A Casa do Pai
Do número de 2 de setembro de 1905 do Christian Science Sentinel, Annie M. Knott
Em tempos de dúvida ou tristeza, a consciência humana em luta precisa se apoiar na âncora da fé, que impede que o pensamento se desvie até que a tempestade passe. Nessas horas, a Ciência Cristã vem iluminar a escuridão e revelar o caminho para muitos que, de outra forma, poderiam sofrer um naufrágio. Por meio dessa nova compreensão da Verdade, as declarações do Mestre são iluminadas, e sua relação com nossas experiências individuais torna-se clara e prática. Percebe-se facilmente que nossa antiga compreensão material de suas palavras é inadequada para a resolução de nossos problemas e que a luz de que precisamos é espiritual.
A declaração de Jesus: “Na casa de meu Pai há muitas moradas”, tem sido uma grande fonte de consolo para muitos, mas também deu origem a muita especulação improdutiva. Parece, no entanto, que uma lição é claramente transmitida por ela; Ou seja, que a casa do Pai é o domínio universal do Amor divino e que as necessidades de todos os filhos de Deus são amplamente supridas nela.
Parece também que as muitas moradas mencionadas pelo Mestre representam os diferentes estágios de consciência pelos quais devemos passar em nosso caminho para uma compreensão plena do Princípio divino — nosso Deus Pai-Mãe.
Aos sentidos mortais, nossa morada atual pode ser humilde, pode até estar obscurecida pela tristeza ou pelo sofrimento, mas um reconhecimento crescente da presença do Amor divino dissipará as nuvens e revelará um lar radiante com a luz da Verdade, e nas horas de iluminação ainda maior haverá vislumbres das paredes de jaspe, de safira e de esmeralda. A Ciência Cristã nos ensina como devemos nos comportar em tal “lar da alma” e que podemos convidar para seu abrigo todos os peregrinos doentes e cansados.
As palavras animadoras: “Vou preparar-vos um lugar”, dizem-nos que Cristo — a ideia divina — sempre nos precede, antecipando as nossas necessidades e providenciando-as, e que, como seguidores da Verdade, também nós, devemos nos preparar para os outros lugares na consciência onde nenhum mal possa encontrar espaço, seja como pecado, doença ou morte.
Como Cientistas Cristãos, podemos muito bem nos perguntar se estamos seguindo Cristo Jesus nesse aspecto, se nós, em nossa vida semelhante à de Cristo, estamos revelando as “muitas moradas” àqueles que se perdem nos labirintos da materialidade e que acreditam que o único caminho para a “casa do Pai” é através do vale da sombra da morte.

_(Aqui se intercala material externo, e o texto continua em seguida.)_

//! Server Implementation
//!
//! Binds the HTTP listener and serves the router until Ctrl-C.

use std::future::IntoFuture;
use std::time::Duration;

use crate::core::{Config, Result, ServerState};
use crate::routes;

/// HTTP Server
pub struct Server {
    config: Config,
    state: Option<ServerState>,
}

impl Server {
    pub fn new(config: Config) -> Self {
        Self {
            config,
            state: None,
        }
    }

    /// Create server with existing state
    pub fn with_state(config: Config, state: ServerState) -> Self {
        Self {
            config,
            state: Some(state),
        }
    }

    pub async fn run(&self) -> Result<()> {
        let state = match &self.state {
            Some(s) => s.clone(),
            None => ServerState::initialize(&self.config).await?,
        };

        let app = routes::build_app(state);

        let addr = std::net::SocketAddr::from(([0, 0, 0, 0], self.config.http_port));
        let listener = tokio::net::TcpListener::bind(addr).await?;
        tracing::info!("Booking server listening on {}", listener.local_addr()?);

        let grace = Duration::from_millis(self.config.shutdown_timeout_ms);
        let (shutdown_tx, shutdown_rx) = tokio::sync::oneshot::channel::<()>();

        let serve = axum::serve(listener, app)
            .with_graceful_shutdown(async move {
                let _ = tokio::signal::ctrl_c().await;
                tracing::info!("Shutting down...");
                let _ = shutdown_tx.send(());
            })
            .into_future();

        tokio::select! {
            result = serve => result?,
            _ = async {
                let _ = shutdown_rx.await;
                tokio::time::sleep(grace).await;
            } => {
                tracing::warn!(
                    timeout_ms = self.config.shutdown_timeout_ms,
                    "Graceful shutdown timed out, dropping open connections"
                );
            }
        }

        tracing::info!("Server stopped");
        Ok(())
    }
}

Nos escritos da Sra Eddy, vemos claramente como todos podem seguir os passos do Mestre e, assim, encontrar o seu lugar de direito, providenciado pela sabedoria infinita. Devemos saber que cada um de nós está agora em uma das muitas moradas, e que todo o bem está lá, e é para nós, se tão somente o reconhecermos. É nossa tarefa presente expulsar toda crença no mal. Pecado, doença, discórdia, pois não podemos nos dar ao luxo de permitir que tons dissonantes interrompam nosso reconhecimento gradual da harmonia eterna.
Ninguém que lê sobre a “casa do Pai” jamais supõe que o pecado, a doença ou a morte tenham lugar ali. A Ciência Cristã endossa essa visão e insiste ainda na necessidade de uma compreensão da Verdade divina que demonstre que não somos seguidores consistentes de Cristo a menos que provemos nossa lealdade cristã em pensamentos, palavras e ações condizentes com a casa do Pai, na qual nada pode entrar que a profane ou proponha mentiras.
O pensamento dessa morada majestosa é belamente expresso no poema de Holmes [Oliver Wendell Holmes],
“O Nautilus de Câmaras”:
Constrói para ti mansões mais imponentes, Ó minha alma,
À medida que as estações velozes se sucedem!
Deixa para trás teu passado de abóbadas baixas!
Que cada novo templo, mais nobre que o anterior,
te isole do céu com uma cúpula mais vasta,
até que enfim estejas livre,
largando tua casca ultrapassada à beira do mar inquieto da vida!
Nota:
O náutilo-de-câmara é uma criatura marinha conhecida por sua concha espiral característica, que constrói em câmaras à medida que cresce. Ele serve como metáfora para o crescimento pessoal e o desenvolvimento espiritual no poema “O Náutilo-de-Câmara”, de Oliver Wendell Holmes, onde o náutilo simboliza a jornada da vida e a busca pelo aprimoramento.